Adapun tuntutan ganti rugi yang diminta, Hely mengaku bahwa warga Pondol Keraton sempat diberikan tawaran sebelum penggusuran dilakukan. Namun tawaran itu ditolak karena dinilai tidak sebanding dengan kerugian yang dialami warga.
“Sebelum penggusuran sudah beberapa kali mediasi, tapi hanya dengan kuasa hukum pihak sebelah.

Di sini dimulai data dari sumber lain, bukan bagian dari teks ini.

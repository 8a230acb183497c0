//! Age derivation. Age is never stored; it is computed on every read from the
//! birthday and an explicitly supplied "today".

use chrono::{Datelike, NaiveDate, Utc};

/// Ages outside this range are treated as corrupt input and dropped.
pub const MAX_AGE: i32 = 150;

/// Whole years elapsed between `birthday` and `today`.
///
/// A birthday whose month/day has not yet come round this year does not
/// count. Returns `None` when there is no birthday or the result falls
/// outside `0..=150`.
pub fn age_on(birthday: Option<NaiveDate>, today: NaiveDate) -> Option<u8> {
  let birthday = birthday?;
  let mut years = today.year() - birthday.year();
  if (today.month(), today.day()) < (birthday.month(), birthday.day()) {
    years -= 1;
  }
  if (0..=MAX_AGE).contains(&years) {
    u8::try_from(years).ok()
  } else {
    None
  }
}

/// Source of the current date for the engine.
pub trait Clock: Send + Sync {
  fn today(&self) -> NaiveDate;
}

/// The UTC calendar date of the system clock.
#[derive(Debug, Clone, Copy, Default)]
pub struct SystemClock;

impl Clock for SystemClock {
  fn today(&self) -> NaiveDate { Utc::now().date_naive() }
}

/// Always reports the same date.
#[derive(Debug, Clone, Copy)]
pub struct FixedClock(pub NaiveDate);

impl Clock for FixedClock {
  fn today(&self) -> NaiveDate { self.0 }
}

Waktu itu ditawari Rp 200 juta untuk 13 rumah yang mau digusur, tapi kami tolak,” katanya.
Lebih lanjut, Hely berharap aspirasi warga untuk segera mendapat jawaban dari DPRD Sulut bisa segera terlaksana, sehingga warga bisa mendapatkan kepastian dari para perwakilan rakyat tersebut.
Sebelumnya, warga Pondol Keraton menggelar demo di DPRD Sulut, Rabu (8/5). Dalam demo itu, warga menyuarakan penolakan terhadap proses penggusuran yang dinilai tidak berpihak kepada masyarakat kecil. Mereka juga menuntut adanya ganti rugi yang layak, serta mendesak dihentikan seluruh aktivitas dari pihak penggugat di lokasi objek sengketa.
Tak hanya itu, warga juga meminta agar posko aliansi yang berdiri di depan gang Pondol tidak dibubarkan, sebagai simbol perjuangan dan tempat berkumpul warga terdampak.
Namun, satu minggu berselang sejak demo, rupanya warga belum menerima pernyataan apa pun dari pihak DPRD Sulut.